The British Museum and a ‘forgotten continent’

The British Museum richly deserves the recent donation of 25 million from Lord Sainsbury.  Over the last few years it has been playing at the top of its game, with some breath-taking exhibitions and intelligent curatorship.  In Neil MacGregor it has a capable and charismatic Director, whose series A History of the World in 100 Objects, now just drawing to a close, has been one of the broadcasting successes of the decade.

But – and it is a very big but – there is one stain on an otherwise exemplary stewardship.  Look around the Museum and the visitor will quickly notice that an entire continent has been side-lined, excluded from what claims to be a ‘world museum’.  All the ancient civilisations have a gallery devoted to their achievements except one:  South America.

It is as if the achievements of the Incas and their extraordinary pre-Columbian forbears had never happened:  the wonders of Machu Picchu;  the gold tombs and masks of the Moche, often compared to Tutankhamen;  the Nasca culture who produced the famous lines;  or the many other intriguing pre-Columbian cultures of the Amazon and of Peru.
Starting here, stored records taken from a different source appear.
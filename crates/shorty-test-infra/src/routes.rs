use crate::backend::{ReceivedUpload, Route, SharedStore};
use axum::body::Bytes;
use axum::extract::{Multipart, Path, State};
use axum::http::{header, HeaderMap, StatusCode, Uri};
use axum::response::{IntoResponse, Response};
use axum::routing::{get, post};
use axum::{Json, Router};
use serde::{Deserialize, Serialize};
use shorty_core::{ErrorEnvelope, ImageRecord, LinkRecord, SuccessEnvelope};

const UPLOAD_FIELD: &str = "file";
const BYTES_PER_MB: f64 = 1024.0 * 1024.0;

#[derive(Deserialize)]
struct CreateLinkBody {
    url: String,
}

pub(crate) fn router(store: SharedStore) -> Router {
    Router::new()
        .nest(
            "/api/v1",
            Router::new()
                .route("/link/create", post(create_link))
                .route("/link/{id}", get(get_link))
                .route("/image/upload", post(upload_image))
                .route("/image/info/{id}", get(get_image_info)),
        )
        .with_state(store)
}

fn success<T: Serialize>(result: T) -> Response {
    (StatusCode::OK, Json(SuccessEnvelope::new(result))).into_response()
}

fn failure(status: StatusCode, id: &str, message: impl Into<String>) -> Response {
    (status, Json(ErrorEnvelope::new(id, message))).into_response()
}

/// Applies the bearer check and any canned response for `route`.
///
/// Returns `Some` when the request must not reach the normal handler.
fn intercept(store: &SharedStore, route: Route, headers: &HeaderMap) -> Option<Response> {
    store.record_request();

    let expected = format!("Bearer {}", store.config.api_key);
    let authorized = headers
        .get(header::AUTHORIZATION)
        .and_then(|value| value.to_str().ok())
        .is_some_and(|value| value == expected);
    if !authorized {
        return Some(failure(StatusCode::UNAUTHORIZED, "-", "unauthorized"));
    }

    let canned = store.canned.get(&route)?;
    let status = StatusCode::from_u16(canned.status).unwrap_or(StatusCode::INTERNAL_SERVER_ERROR);
    Some(
        (
            status,
            [(header::CONTENT_TYPE, canned.content_type)],
            canned.body.clone(),
        )
            .into_response(),
    )
}

fn is_http_url(url: &str) -> bool {
    let Ok(uri) = url.parse::<Uri>() else {
        return false;
    };
    let web_scheme = uri.scheme_str().is_some_and(|scheme| {
        scheme.eq_ignore_ascii_case("http") || scheme.eq_ignore_ascii_case("https")
    });
    web_scheme && uri.host().is_some_and(|host| !host.is_empty())
}

async fn create_link(
    State(store): State<SharedStore>,
    headers: HeaderMap,
    body: Bytes,
) -> Response {
    if let Some(response) = intercept(&store, Route::CreateLink, &headers) {
        return response;
    }

    let request: CreateLinkBody = match serde_json::from_slice(&body) {
        Ok(request) => request,
        Err(e) => return failure(StatusCode::BAD_REQUEST, "WrongBody", e.to_string()),
    };

    if !is_http_url(&request.url) {
        return failure(StatusCode::BAD_REQUEST, "-", "bad url");
    }

    let id = store.next_id('l');
    let link = LinkRecord {
        id: id.clone(),
        url: request.url,
    };
    store.links.insert(id, link.clone());
    success(link)
}

async fn get_link(
    State(store): State<SharedStore>,
    Path(id): Path<String>,
    headers: HeaderMap,
) -> Response {
    if let Some(response) = intercept(&store, Route::GetLink, &headers) {
        return response;
    }

    match store.links.get(&id) {
        Some(link) => success(link.value().clone()),
        None => failure(StatusCode::NOT_FOUND, "-", "link not found"),
    }
}

async fn upload_image(
    State(store): State<SharedStore>,
    headers: HeaderMap,
    mut multipart: Multipart,
) -> Response {
    if let Some(response) = intercept(&store, Route::UploadImage, &headers) {
        return response;
    }

    loop {
        let field = match multipart.next_field().await {
            Ok(Some(field)) => field,
            Ok(None) => break,
            Err(e) => return failure(StatusCode::BAD_REQUEST, "WrongBody", e.to_string()),
        };

        if field.name() != Some(UPLOAD_FIELD) {
            continue;
        }

        let file_name = field.file_name().unwrap_or_default().to_string();
        let content_type = field.content_type().map(str::to_string);
        let bytes = match field.bytes().await {
            Ok(bytes) => bytes,
            Err(e) => return failure(StatusCode::BAD_REQUEST, "WrongBody", e.to_string()),
        };

        let id = store.next_id('i');
        let public_url = store.config.public_url.trim_end_matches('/');
        let image = ImageRecord {
            id: id.clone(),
            name: file_name.clone(),
            size: bytes.len() as f64 / BYTES_PER_MB,
            original_url: format!("{public_url}/i/o/{id}"),
            thumbnail_url: format!("{public_url}/i/t/{id}"),
        };

        store.uploads.insert(
            id.clone(),
            ReceivedUpload {
                file_name,
                content_type,
                len: bytes.len(),
            },
        );
        store.images.insert(id, image.clone());
        return success(image);
    }

    failure(StatusCode::BAD_REQUEST, "-", "http: no such file")
}

async fn get_image_info(
    State(store): State<SharedStore>,
    Path(id): Path<String>,
    headers: HeaderMap,
) -> Response {
    if let Some(response) = intercept(&store, Route::GetImageInfo, &headers) {
        return response;
    }

    match store.images.get(&id) {
        Some(image) => success(image.value().clone()),
        None => failure(StatusCode::NOT_FOUND, "-", "image not found"),
    }
}
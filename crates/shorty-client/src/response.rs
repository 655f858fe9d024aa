use reqwest::StatusCode;
use shorty_core::{ApiError, ApiRecord, ErrorEnvelope, Result, SuccessEnvelope};
use tracing::warn;

/// Outcome class of a backend response.
///
/// Every operation classifies the status exactly once through
/// [`ResponseClass::of`]. `404` is checked before the generic success and
/// failure ranges, since it also belongs to the failure range.
#[derive(Debug, Clone, Copy, PartialEq, Eq)]
pub enum ResponseClass {
    Success,
    NotFound,
    Failure,
}

impl ResponseClass {
    pub fn of(status: StatusCode) -> Self {
        if status == StatusCode::NOT_FOUND {
            ResponseClass::NotFound
        } else if status.is_success() {
            ResponseClass::Success
        } else {
            ResponseClass::Failure
        }
    }
}

/// A fully buffered backend response.
#[derive(Debug, Clone)]
pub struct RawResponse {
    pub status: StatusCode,
    pub body: Vec<u8>,
}

impl RawResponse {
    pub fn new(status: StatusCode, body: impl Into<Vec<u8>>) -> Self {
        Self {
            status,
            body: body.into(),
        }
    }

    pub fn class(&self) -> ResponseClass {
        ResponseClass::of(self.status)
    }

    /// Maps the response for operations with a not-found outcome.
    pub fn into_optional<T: ApiRecord>(self) -> Result<Option<T>> {
        match self.class() {
            ResponseClass::NotFound => Ok(None),
            ResponseClass::Success => self.into_record().map(Some),
            ResponseClass::Failure => Err(self.into_error()),
        }
    }

    /// Maps the response for operations where not-found is a failure like any other.
    pub fn into_required<T: ApiRecord>(self) -> Result<T> {
        match self.class() {
            ResponseClass::Success => self.into_record(),
            ResponseClass::NotFound | ResponseClass::Failure => Err(self.into_error()),
        }
    }

    /// Decodes the `result` field of a success envelope.
    pub fn into_record<T: ApiRecord>(self) -> Result<T> {
        let envelope: SuccessEnvelope<T> = serde_json::from_slice(&self.body)
            .map_err(|e| self.malformed(format!("invalid success body: {e}")))?;

        let record = envelope
            .result
            .ok_or_else(|| self.malformed("success body has no 'result' field".to_string()))?;

        record
            .check()
            .map_err(|reason| self.malformed(format!("invalid result: {reason}")))?;

        Ok(record)
    }

    /// Converts a non-success response into an error.
    ///
    /// A readable `error.message` becomes [`ApiError::Backend`]. A `404`
    /// without one falls back to the status reason, since routing layers in
    /// front of the backend answer it with arbitrary bodies. Anything else
    /// without a message is [`ApiError::MalformedResponse`].
    pub fn into_error(self) -> ApiError {
        let envelope = serde_json::from_slice::<ErrorEnvelope>(&self.body);

        match envelope {
            Ok(envelope) if envelope.message().is_some() => ApiError::Backend {
                status: self.status.as_u16(),
                id: envelope.error_id().map(str::to_string),
                message: envelope.message().unwrap_or_default().to_string(),
            },
            _ if self.status == StatusCode::NOT_FOUND => ApiError::Backend {
                status: self.status.as_u16(),
                id: None,
                message: self
                    .status
                    .canonical_reason()
                    .unwrap_or("Not Found")
                    .to_string(),
            },
            Ok(_) => self.malformed("error body has no 'error.message' field".to_string()),
            Err(e) => self.malformed(format!("invalid error body: {e}")),
        }
    }

    fn malformed(&self, reason: String) -> ApiError {
        warn!(status = self.status.as_u16(), reason = %reason, "malformed backend response");
        ApiError::MalformedResponse {
            status: self.status.as_u16(),
            reason,
        }
    }
}

#[cfg(test)]
mod tests {
    use super::*;
    use shorty_core::{ImageRecord, LinkRecord};

    const LINK_OK: &str = r#"{"status":"success","result":{"id":"abc","url":"https://example.com"}}"#;
    const LINK_ERR: &str = r#"{"status":"error","error":{"id":"-","message":"link not found"}}"#;

    fn response(status: u16, body: &str) -> RawResponse {
        RawResponse::new(StatusCode::from_u16(status).unwrap(), body)
    }

    #[test]
    fn classify_statuses() {
        assert_eq!(ResponseClass::of(StatusCode::OK), ResponseClass::Success);
        assert_eq!(ResponseClass::of(StatusCode::CREATED), ResponseClass::Success);
        assert_eq!(ResponseClass::of(StatusCode::NOT_FOUND), ResponseClass::NotFound);
        assert_eq!(ResponseClass::of(StatusCode::BAD_REQUEST), ResponseClass::Failure);
        assert_eq!(
            ResponseClass::of(StatusCode::INTERNAL_SERVER_ERROR),
            ResponseClass::Failure
        );
        assert_eq!(ResponseClass::of(StatusCode::FOUND), ResponseClass::Failure);
    }

    #[test]
    fn not_found_is_none_even_with_error_envelope() {
        let link: Option<LinkRecord> = response(404, LINK_ERR).into_optional().unwrap();
        assert!(link.is_none());
    }

    #[test]
    fn not_found_is_none_with_empty_body() {
        let image: Option<ImageRecord> = response(404, "").into_optional().unwrap();
        assert!(image.is_none());
    }

    #[test]
    fn success_decodes_record() {
        let link: Option<LinkRecord> = response(200, LINK_OK).into_optional().unwrap();
        assert_eq!(
            link,
            Some(LinkRecord {
                id: "abc".to_string(),
                url: "https://example.com".to_string(),
            })
        );
    }

    #[test]
    fn failure_carries_backend_message() {
        let err = response(500, LINK_ERR)
            .into_optional::<LinkRecord>()
            .unwrap_err();
        assert_eq!(err.to_string(), "link not found");
        assert!(matches!(err, ApiError::Backend { status: 500, .. }));
    }

    #[test]
    fn required_not_found_is_error() {
        let err = response(404, LINK_ERR)
            .into_required::<LinkRecord>()
            .unwrap_err();
        assert_eq!(err.to_string(), "link not found");
    }

    #[test]
    fn required_not_found_without_envelope_uses_reason() {
        let err = response(404, "<html>404</html>")
            .into_required::<LinkRecord>()
            .unwrap_err();
        assert_eq!(
            err,
            ApiError::Backend {
                status: 404,
                id: None,
                message: "Not Found".to_string(),
            }
        );
    }

    #[test]
    fn missing_result_is_malformed() {
        let err = response(200, r#"{"status":"success"}"#)
            .into_required::<LinkRecord>()
            .unwrap_err();
        assert!(matches!(err, ApiError::MalformedResponse { status: 200, .. }));
    }

    #[test]
    fn missing_record_field_is_malformed() {
        let err = response(200, r#"{"result":{"id":"abc"}}"#)
            .into_required::<LinkRecord>()
            .unwrap_err();
        assert!(matches!(err, ApiError::MalformedResponse { .. }));
    }

    #[test]
    fn empty_id_is_malformed() {
        let err = response(200, r#"{"result":{"id":"","url":"https://example.com"}}"#)
            .into_required::<LinkRecord>()
            .unwrap_err();
        assert!(matches!(err, ApiError::MalformedResponse { .. }));
    }

    #[test]
    fn non_json_failure_is_malformed() {
        let err = response(502, "Bad Gateway")
            .into_optional::<LinkRecord>()
            .unwrap_err();
        assert!(matches!(err, ApiError::MalformedResponse { status: 502, .. }));
    }

    #[test]
    fn failure_without_message_is_malformed() {
        let err = response(400, r#"{"status":"error","error":{"id":"WrongBody"}}"#)
            .into_optional::<LinkRecord>()
            .unwrap_err();
        assert!(matches!(err, ApiError::MalformedResponse { status: 400, .. }));
    }
}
There are a few objects scattered around amidst other wider collections – but no permanent and focussed gallery;  nor has there been any exhibition about the Incas or South America for many decades; nor is the Museum planning to hold one, though it is perfectly possible– as Paris and New York do frequently – or to get long-term loans for a gallery. It is just that there is no particular will to do so. The Museum actually has plenty of holdings on South America shut up in the basement, left over from the old and now closed Museum of Mankind.

The centenary of the discovery of Machu Picchu falls next year, for instance, an event that the rest of the world is already celebrating – Paris has an exhibition right now – and which we are doing absolutely nothing about. 

The last time that the Museum was given money and Andeanists expected a long-standing wrong finally to be put right, the new gallery unveiled was… a Watch Gallery. Perhaps this time around the money should be used to represent a forgotten continent.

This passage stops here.